Napoli, 19 Dicembre – È di 23 persone raggiunte da misure cautelari – 22 agli arresti domiciliari e un obbligo di firma – il bilancio della maxi indagine sulle truffe alle compagnie assicurative coordinata dalla Procura di Santa Maria Capua Vetere e condotta dai Carabinieri del Nucleo Investigativo di Aversa (Caserta) e del Nas di Napoli. Tra gli indagati figurano medici, avvocati, falsi testimoni e procacciatori d’affari. Complessivamente, l’inchiesta vede coinvolte 504 persone.

Le indagini, iniziate nel 2019 e proseguite fino a oggi, hanno fatto emergere un sistema ben organizzato per inscenare falsi incidenti stradali, truffando le compagnie assicurative per un valore stimato di quattro milioni di euro.

La base operativa del gruppo è stata individuata a Casal di Principe, dove un falso fisioterapista gestiva un centro per trattamenti riabilitativi. Il centro è stato sequestrato, insieme ad altre tre strutture diagnostiche situate tra Caserta e Napoli. In queste strutture venivano certificate false lesioni e falsi trattamenti terapeutici necessari per giustificare i risarcimenti truffaldini.

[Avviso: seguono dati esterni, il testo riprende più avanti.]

impl EscrowEngine {
    /// Bind an engine to its collaborators.
    pub fn new(
        store: Arc<dyn TransactionStore>,
        clock: Arc<dyn Clock>,
        config: EngineConfig,
    ) -> Self {
        Self {
            store,
            clock,
            config: Arc::new(config),
        }
    }

    /// An engine over a fresh in-memory store and the system clock.
    pub fn in_memory(config: EngineConfig) -> Self {
        Self::new(Arc::new(InMemoryStore::new()), Arc::new(SystemClock), config)
    }

    /// The backing store.
    pub fn store(&self) -> &Arc<dyn TransactionStore> {
        &self.store
    }

    /// Active configuration.
    pub fn config(&self) -> &EngineConfig {
        &self.config
    }

    /// Current time, at the precision events are stored with.
    pub fn now(&self) -> DateTime<Utc> {
        self.clock.now().trunc_subsecs(6)
    }

    fn commit(
        &self,
        snapshot: &Snapshot,
        mut next: EscrowTransaction,
        pending: Vec<PendingEvent>,
        now: DateTime<Utc>,
    ) -> Result<EscrowTransaction, EscrowError> {
        let before = &snapshot.transaction;
        let actor = pending
            .first()
            .map(|p| p.actor.to_string())
            .unwrap_or_default();
        let events = chain_events(
            &before.order_id,
            &snapshot.head_hash,
            before.version,
            now,
            pending,
        )?;
        next.version = before.version + events.len() as u64;
        next.updated_at = now;
        if next.status.is_terminal() && next.closed_at.is_none() {
            next.closed_at = Some(now);
        }
        self.store.commit(Expected::of(before), next.clone(), events)?;
        tracing::info!(
            order_id = %next.order_id,
            from = %before.status,
            to = %next.status,
            actor = %actor,
            version = next.version,
            "escrow transition committed"
        );
        Ok(next)
    }

    // ── Write operations ───────────────────────────────────────────────

    /// Open an escrow hold for a captured payment.
    ///
    /// The record is created and moved to `payment_held` in one insert, with
    /// `created` and `paid` events.
    pub fn create_transaction(
        &self,
        new: NewTransaction,
        actor: &Actor,
    ) -> Result<EscrowTransaction, EscrowError> {
        require_role(actor, ActorRole::PaymentProcessor, "open an escrow hold")?;
        let now = self.now();
        let fee_rate = new.fee_rate.unwrap_or_else(|| self.config.default_fee_rate());
        let escrow_days = new.escrow_days.unwrap_or(self.config.default_escrow_days);
        if escrow_days > self.config.max_escrow_days {
            return Err(EscrowError::invalid_field(
                "escrow_days",
                format!(
                    "must be at most {}, got {escrow_days}",
                    self.config.max_escrow_days
                ),
            ));
        }

        let mut tx = EscrowTransaction::open(&new, fee_rate, escrow_days, now)?;
        require_edge(&tx, EscrowStatus::PaymentHeld)?;
        let payment_reference = new.payment_reference.filter(|r| !r.trim().is_empty());
        let events = chain_events(
            &tx.order_id,
            GENESIS_HASH,
            0,
            now,
            vec![
                PendingEvent::new(EventType::Created, actor.clone()).with_payload(json!({
                    "item_amount": tx.item_amount,
                    "shipping_amount": tx.shipping_amount,
                    "total_amount": tx.total_amount,
                    "platform_fee": tx.platform_fee,
                    "seller_payout": tx.seller_payout,
                    "fee_rate_bps": tx.fee_rate.basis_points(),
                    "escrow_days": tx.escrow_days,
                })),
                PendingEvent::new(EventType::Paid, actor.clone())
                    .with_payload(json!({ "payment_reference": payment_reference })),
            ],
        )?;
        tx.status = EscrowStatus::PaymentHeld;
        tx.version = events.len() as u64;

        self.store.insert(tx.clone(), events)?;
        tracing::info!(
            order_id = %tx.order_id,
            total = %tx.total_amount,
            escrow_days = tx.escrow_days,
            "escrow hold opened"
        );
        Ok(tx)
    }

    /// Seller hands the item to a carrier.
    pub fn mark_shipped(
        &self,
        order_id: &OrderId,
        actor: &Actor,
        tracking_number: Option<String>,
    ) -> Result<EscrowTransaction, EscrowError> {
        let now = self.now();
        let snapshot = self.store.snapshot(order_id)?;
        let tx = &snapshot.transaction;
        require_party(actor, ActorRole::Seller, &tx.seller_id, "mark this order shipped")?;
        require_edge(tx, EscrowStatus::Shipped)?;

        let tracking_number = tracking_number
            .map(|t| t.trim().to_string())
            .filter(|t| !t.is_empty());
        if let Some(t) = &tracking_number {
            if t.len() > MAX_TRACKING_NUMBER_LEN {
                return Err(EscrowError::invalid_field(
                    "tracking_number",
                    format!("must be at most {MAX_TRACKING_NUMBER_LEN} characters"),
                ));
            }
        }

        let mut next = tx.clone();
        next.status = EscrowStatus::Shipped;
        next.shipped_at = Some(now);
        next.tracking_number = tracking_number.clone();
        let event = PendingEvent::new(EventType::Shipped, actor.clone())
            .with_payload(json!({ "tracking_number": tracking_number }));
        self.commit(&snapshot, next, vec![event], now)
    }

    /// Buyer confirms receipt. Starts the escrow window, or releases at once
    /// when `escrow_days` is zero.
    pub fn confirm_delivery(
        &self,
        order_id: &OrderId,
        actor: &Actor,
    ) -> Result<EscrowTransaction, EscrowError> {
        let now = self.now();
        let snapshot = self.store.snapshot(order_id)?;
        let tx = &snapshot.transaction;
        require_party(actor, ActorRole::Buyer, &tx.buyer_id, "confirm delivery of this order")?;
        require_edge(tx, EscrowStatus::Delivered)?;

        let mut next = tx.clone();
        next.status = EscrowStatus::Delivered;
        next.delivered_at = Some(now);
        let mut events = vec![PendingEvent::new(EventType::Delivered, actor.clone())];

        if tx.escrow_days == 0 {
            require_edge(&next, EscrowStatus::Released)?;
            next.status = EscrowStatus::Released;
            events.push(
                PendingEvent::new(EventType::Released, Actor::System).with_payload(json!({
                    "trigger": "trusted_seller",
                    "seller_payout": tx.seller_payout,
                    "platform_fee": tx.platform_fee,
                })),
            );
        } else {
            let expires_at = escrow_expiry(now, tx.escrow_days).ok_or_else(|| {
                EscrowError::invalid_field("escrow_days", "escrow window exceeds the calendar")
            })?;
            next.escrow_expires_at = Some(expires_at);
            events.push(
                PendingEvent::new(EventType::EscrowStarted, Actor::System).with_payload(json!({
                    "escrow_days": tx.escrow_days,
                    "escrow_expires_at": rfc3339(expires_at),
                })),
            );
        }
        self.commit(&snapshot, next, events, now)
    }

    /// Buyer opens a dispute, freezing the escrow window.
    pub fn open_dispute(
        &self,
        order_id: &OrderId,
        actor: &Actor,
        submission: &DisputeSubmission,
    ) -> Result<EscrowTransaction, EscrowError> {
        let now = self.now();
        let snapshot = self.store.snapshot(order_id)?;
        let tx = &snapshot.transaction;
        require_party(actor, ActorRole::Buyer, &tx.buyer_id, "open a dispute on this order")?;

        let eligibility = can_open_dispute(tx);
        if !eligibility.can_dispute {
            return Err(EscrowError::NotDisputable {
                reason: eligibility.reason.unwrap_or_default(),
            });
        }
        let valid = validate_submission(submission, &self.config.dispute)?;
        require_edge(tx, EscrowStatus::Disputed)?;

        let mut next = tx.clone();
        next.status = EscrowStatus::Disputed;
        let event = PendingEvent::new(EventType::Disputed, actor.clone()).with_payload(json!({
            "reason": valid.reason.code(),
            "evidence_count": valid.evidence.len(),
        }));
        next.dispute = Some(Dispute {
            reason: valid.reason,
            description: valid.description,
            evidence_refs: valid.evidence,
            opened_at: now,
            opened_by: actor.clone(),
            resolved_at: None,
            resolution: None,
        });
        self.commit(&snapshot, next, vec![event], now)
    }

    /// Cancel an order and refund the buyer.
    pub fn cancel_order(
        &self,
        order_id: &OrderId,
        actor: &Actor,
        note: Option<String>,
    ) -> Result<EscrowTransaction, EscrowError> {
        let now = self.now();
        let snapshot = self.store.snapshot(order_id)?;
        let tx = &snapshot.transaction;
        match actor.role() {
            ActorRole::Buyer => {
                require_party(actor, ActorRole::Buyer, &tx.buyer_id, "cancel this order")?
            }
            ActorRole::Seller => {
                require_party(actor, ActorRole::Seller, &tx.seller_id, "cancel this order")?
            }
            _ => {}
        }

        let eligibility = can_cancel_order(tx, actor.role());
        if !eligibility.can_cancel {
            return Err(EscrowError::NotCancellable {
                reason: eligibility.reason.unwrap_or_default(),
            });
        }
        require_edge(tx, EscrowStatus::Cancelled)?;
        let note = clean_note("note", note)?;

        let mut next = tx.clone();
        next.status = EscrowStatus::Cancelled;
        let event = PendingEvent::new(EventType::Cancelled, actor.clone()).with_payload(json!({
            "cancelled_from": tx.status,
            "note": note,
        }));
        self.commit(&snapshot, next, vec![event], now)
    }

    /// Arbiter closes a dispute. The only way out of `disputed`.
    pub fn resolve_dispute(
        &self,
        order_id: &OrderId,
        actor: &Actor,
        outcome: ResolutionOutcome,
        note: Option<String>,
    ) -> Result<EscrowTransaction, EscrowError> {
        let now = self.now();
        let snapshot = self.store.snapshot(order_id)?;
        let tx = &snapshot.transaction;
        require_role(actor, ActorRole::Arbiter, "resolve disputes")?;
        let to = outcome.target_status();
        if tx.status != EscrowStatus::Disputed {
            return Err(EscrowError::InvalidTransition {
                from: tx.status,
                to,
                reason: "there is no open dispute to resolve".to_string(),
            });
        }
        require_edge(tx, to)?;
        let note = clean_note("note", note)?;

        let mut next = tx.clone();
        let mut dispute = next.dispute.take().ok_or_else(|| EscrowError::CorruptRecord {
            order_id: tx.order_id.clone(),
            detail: "disputed without a dispute record".to_string(),
        })?;
        dispute.resolved_at = Some(now);
        dispute.resolution = Some(DisputeResolution {
            outcome,
            note: note.clone(),
            resolved_by: actor.clone(),
        });
        next.dispute = Some(dispute);
        next.status = to;

        let event_type = match outcome {
            ResolutionOutcome::Released => EventType::Released,
            ResolutionOutcome::Refunded => EventType::Refunded,
            ResolutionOutcome::Cancelled => EventType::Cancelled,
        };
        let event = PendingEvent::new(event_type, actor.clone()).with_payload(json!({
            "trigger": "dispute_resolution",
            "outcome": outcome,
            "note": note,
        }));
        self.commit(&snapshot, next, vec![event], now)
    }

    /// Release one transaction if its window has closed.
    ///
    /// Re-reads the record first, so a dispute committed since the sweep's
    /// scan wins and the release is skipped.
    pub fn release_if_due(&self, order_id: &OrderId) -> Result<ReleaseOutcome, EscrowError> {
        let now = self.now();
        let snapshot = self.store.snapshot(order_id)?;
        let tx = &snapshot.transaction;
        if tx.status != EscrowStatus::Delivered {
            return Ok(ReleaseOutcome::Skipped(format!("status is {}", tx.status)));
        }
        if tx.has_open_dispute() {
            return Ok(ReleaseOutcome::Skipped("a dispute is open".to_string()));
        }
        match tx.escrow_expires_at {
            None => return Ok(ReleaseOutcome::Skipped("no escrow window".to_string())),
            Some(at) if at > now => {
                return Ok(ReleaseOutcome::Skipped(format!(
                    "window open until {}",
                    rfc3339(at)
                )))
            }
            Some(_) => {}
        }
        require_edge(tx, EscrowStatus::Released)?;

        let mut next = tx.clone();
        next.status = EscrowStatus::Released;
        let event = PendingEvent::new(EventType::Released, Actor::Scheduler).with_payload(json!({
            "trigger": "escrow_expired",
            "seller_payout": tx.seller_payout,
            "platform_fee": tx.platform_fee,
        }));
        let released = self.commit(&snapshot, next, vec![event], now)?;
        Ok(ReleaseOutcome::Released(Box::new(released)))
    }

    // ── Read operations ────────────────────────────────────────────────

    /// Current record.
    pub fn get_transaction(&self, order_id: &OrderId) -> Result<EscrowTransaction, EscrowError> {
        self.store.get(order_id)
    }

    /// Raw event log.
    pub fn events(&self, order_id: &OrderId) -> Result<Vec<Event>, EscrowError> {
        self.store.events(order_id)
    }

    /// Timeline projection of the event log.
    pub fn timeline(&self, order_id: &OrderId) -> Result<Vec<TimelineEntry>, EscrowError> {
        Ok(build_escrow_timeline(&self.store.events(order_id)?))
    }

    /// Countdown projection at the current time.
    pub fn countdown(&self, order_id: &OrderId) -> Result<Option<EscrowCountdown>, EscrowError> {
        let tx = self.store.get(order_id)?;
        Ok(escrow_countdown(
            &tx,
            self.clock.now(),
            self.config.near_expiry_threshold,
        ))
    }

    /// Ledger entries for a closed transaction.
    pub fn settlement(&self, order_id: &OrderId) -> Result<Vec<SettlementEntry>, EscrowError> {
        Ok(settlement_entries(&self.store.get(order_id)?))
    }
}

In totale, il gip, dopo gli interrogatori condotti sulla base della cosiddetta Legge Nordio, ha emesso 23 provvedimenti cautelari, riducendo il numero inizialmente richiesto dalla Procura, che aveva chiesto 54 misure. A 17 degli indagati è stata contestata anche l’associazione a delinquere finalizzata alla truffa.

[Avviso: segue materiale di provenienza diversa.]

//! # Background Release Sweeper
//!
//! A tokio task that runs the escrow release sweep on a fixed interval and
//! writes released transactions through to the database. The sweep itself
//! is synchronous and bounded by the number of due orders, so it runs on the
//! blocking pool.

use std::time::Duration;

use kicks_escrow::SweepReport;
use tokio::task::JoinHandle;
use tokio::time::MissedTickBehavior;

use crate::state::AppState;

/// Run one sweep and persist whatever it released.
///
/// Persist failures are logged; the in-memory release stands and the row is
/// rewritten on the order's next change or the next restart's reconciliation.
pub async fn run_sweep(state: &AppState) -> SweepReport {
    let scheduler = state.scheduler.clone();
    let report = match tokio::task::spawn_blocking(move || scheduler.sweep_expired_escrows()).await
    {
        Ok(report) => report,
        Err(e) => {
            tracing::error!(error = %e, "release sweep task failed");
            return SweepReport::default();
        }
    };
    for order_id in &report.released {
        if let Err(e) = state.persist(order_id).await {
            tracing::error!(order_id = %order_id, error = %e, "released order not persisted");
        }
    }
    report
}

/// Spawn the periodic sweeper.
pub fn spawn_release_sweeper(state: AppState, every: Duration) -> JoinHandle<()> {
    tracing::info!(interval_secs = every.as_secs(), "release sweeper started");
    tokio::spawn(async move {
        let mut ticker = tokio::time::interval(every);
        ticker.set_missed_tick_behavior(MissedTickBehavior::Delay);
        loop {
            ticker.tick().await;
            run_sweep(&state).await;
        }
    })
}
//! # kicks-escrow: Escrow Transaction Engine
//!
//! Governs a marketplace order from payment capture to fund release or
//! refund.
//!
//! ## Components
//!
//! - **Status** ([`status`]): the eight escrow states and their legal edges.
//!   `released`, `refunded` and `cancelled` are terminal.
//!
//! - **Engine** ([`machine`]): every write. Snapshot, check actor and policy,
//!   compute the next record, commit under compare-and-swap.
//!
//! - **Store** ([`store`]): transactions and their hash-chained event logs
//!   ([`event`]). Corrupt records are flagged for reconciliation.
//!
//! - **Disputes** ([`dispute`]): reason catalog, submission validation and
//!   the dispute/cancel eligibility policy.
//!
//! - **Clock and scheduler** ([`clock`], [`scheduler`]): countdown
//!   projections and the idempotent auto-release sweep.
//!
//! - **Projections** ([`timeline`], [`ledger`]): read-only views of the event
//!   log and of a closed transaction's money movements.
//!
//! ## Lifecycle
//!
//! ```text
//! created ─► payment_held ─► shipped ─► delivered ─► released
//!                 │   │          │  │        │
//!                 │   └──────────┼──┴► disputed ─► released | refunded | cancelled
//!                 └► cancelled ◄─┘ (arbiter)
//! ```

pub mod actor;
pub mod clock;
pub mod config;
pub mod dispute;
pub mod error;
pub mod event;
pub mod ledger;
pub mod machine;
pub mod scheduler;
pub mod status;
pub mod store;
pub mod timeline;
pub mod transaction;

// Re-export primary types.
pub use actor::{Actor, ActorError, ActorRole};
pub use clock::{
    escrow_countdown, escrow_expiry, escrow_progress, time_remaining, Clock, EscrowCountdown,
    ManualClock, SystemClock,
};
pub use config::{ConfigError, DisputeConfig, EngineConfig, SchedulerConfig};
pub use dispute::{
    can_cancel_order, can_open_dispute, dispute_catalog, validate_submission, CancelEligibility,
    CatalogEntry, Dispute, DisputeEligibility, DisputeReason, DisputeResolution,
    DisputeSubmission, EvidenceRef, ResolutionOutcome, CATALOG_VERSION,
};
pub use error::{EscrowError, FieldError};
pub use event::{verify_event_chain, Event, EventType, GENESIS_HASH};
pub use ledger::{settled_total, settlement_entries, Beneficiary, EntryKind, SettlementEntry};
pub use machine::{EscrowEngine, ReleaseOutcome};
pub use scheduler::{ReleaseScheduler, SweepReport};
pub use status::{valid_next_statuses, EscrowStatus, UnknownStatus};
pub use store::{FlaggedRecord, InMemoryStore, TransactionStore};
pub use timeline::{build_escrow_timeline, TimelineEntry};
pub use transaction::{compute_fee_split, EscrowTransaction, FeeSplit, NewTransaction};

Nel corso delle operazioni, i Nas hanno sequestrato apparecchiature diagnostiche utilizzate per attestare i falsi trattamenti. Parte delle attrezzature confiscate in uno dei centri è stata donata all’ospedale San Giuseppe Moscati di Aversa.

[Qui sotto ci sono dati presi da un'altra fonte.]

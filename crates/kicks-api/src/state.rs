//! # Application State
//!
//! Shared state handed to every handler: the escrow engine (which owns the
//! in-memory store), the release scheduler, and the optional Postgres pool.
//!
//! The in-memory store is authoritative while the process runs. With a pool
//! configured, every committed change is written through to Postgres and the
//! store is hydrated from it at startup.

use std::sync::Arc;

use kicks_core::OrderId;
use kicks_escrow::{
    Clock, EngineConfig, EscrowEngine, InMemoryStore, ReleaseScheduler, SystemClock,
    TransactionStore,
};
use sqlx::PgPool;

use crate::error::AppError;

/// Service configuration from the command line.
#[derive(Debug, Clone)]
pub struct AppConfig {
    /// Listen port.
    pub port: u16,
    /// Run the background release sweeper.
    pub sweep_enabled: bool,
}

impl Default for AppConfig {
    fn default() -> Self {
        Self {
            port: 8080,
            sweep_enabled: true,
        }
    }
}

/// Handler state.
#[derive(Debug, Clone)]
pub struct AppState {
    pub engine: EscrowEngine,
    pub scheduler: ReleaseScheduler,
    pub db_pool: Option<PgPool>,
    pub config: AppConfig,
}

impl Default for AppState {
    fn default() -> Self {
        Self::new()
    }
}

impl AppState {
    /// In-memory state with default engine configuration.
    pub fn new() -> Self {
        Self::with_engine_config(EngineConfig::default(), AppConfig::default(), None)
    }

    /// State over a fresh in-memory store and the system clock.
    pub fn with_engine_config(
        engine_config: EngineConfig,
        config: AppConfig,
        db_pool: Option<PgPool>,
    ) -> Self {
        let clock: Arc<dyn Clock> = Arc::new(SystemClock);
        let store: Arc<dyn TransactionStore> = Arc::new(InMemoryStore::with_clock(clock.clone()));
        Self::with_engine(EscrowEngine::new(store, clock, engine_config), config, db_pool)
    }

    /// State around an existing engine. Tests use this to inject a clock.
    pub fn with_engine(engine: EscrowEngine, config: AppConfig, db_pool: Option<PgPool>) -> Self {
        Self {
            scheduler: ReleaseScheduler::new(engine.clone()),
            engine,
            db_pool,
            config,
        }
    }

    /// Write the current record and log of `order_id` through to Postgres.
    ///
    /// Failure is surfaced to the client: the in-memory change would otherwise
    /// be lost on restart.
    pub async fn persist(&self, order_id: &OrderId) -> Result<(), AppError> {
        let Some(pool) = &self.db_pool else {
            return Ok(());
        };
        let tx = self.engine.get_transaction(order_id)?;
        let events = self.engine.events(order_id)?;
        if let Err(e) = crate::db::transactions::save(pool, &tx, &events).await {
            tracing::error!(
                order_id = %order_id,
                error = %e,
                "failed to persist escrow transaction"
            );
            return Err(AppError::Internal(
                "escrow transition applied in-memory but database persist failed".to_string(),
            ));
        }
        Ok(())
    }

    /// Load persisted transactions into the in-memory store.
    ///
    /// Records that fail verification are flagged for reconciliation and
    /// skipped; they do not stop startup.
    pub async fn hydrate_from_db(&self) -> Result<(), String> {
        let pool = match &self.db_pool {
            Some(pool) => pool,
            None => return Ok(()),
        };

        let loaded = crate::db::transactions::load_all(pool)
            .await
            .map_err(|e| format!("failed to load escrow transactions: {e}"))?;

        let store = self.engine.store();
        let mut restored = 0usize;
        let mut flagged = 0usize;
        for row in loaded {
            match row {
                Ok((tx, events)) => match store.restore(tx, events) {
                    Ok(()) => restored += 1,
                    Err(e) => {
                        tracing::error!(error = %e, "escrow transaction failed verification");
                        flagged += 1;
                    }
                },
                Err((order_id, detail)) => {
                    store.flag_for_reconciliation(&order_id, detail);
                    flagged += 1;
                }
            }
        }

        tracing::info!(restored, flagged, "Hydrated escrow store from database");
        Ok(())
    }
}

L’inchiesta evidenzia un sistema strutturato e ramificato che sfruttava professionisti compiacenti e documentazioni false per ingannare le compagnie assicurative, causando ingenti danni economici.

L’indagine, che ha richiesto anni di approfondimenti e riscontri, rappresenta un duro colpo per le organizzazioni dedite a questo tipo di truffe e conferma l’impegno delle forze dell’ordine nel contrasto ai reati contro il patrimonio.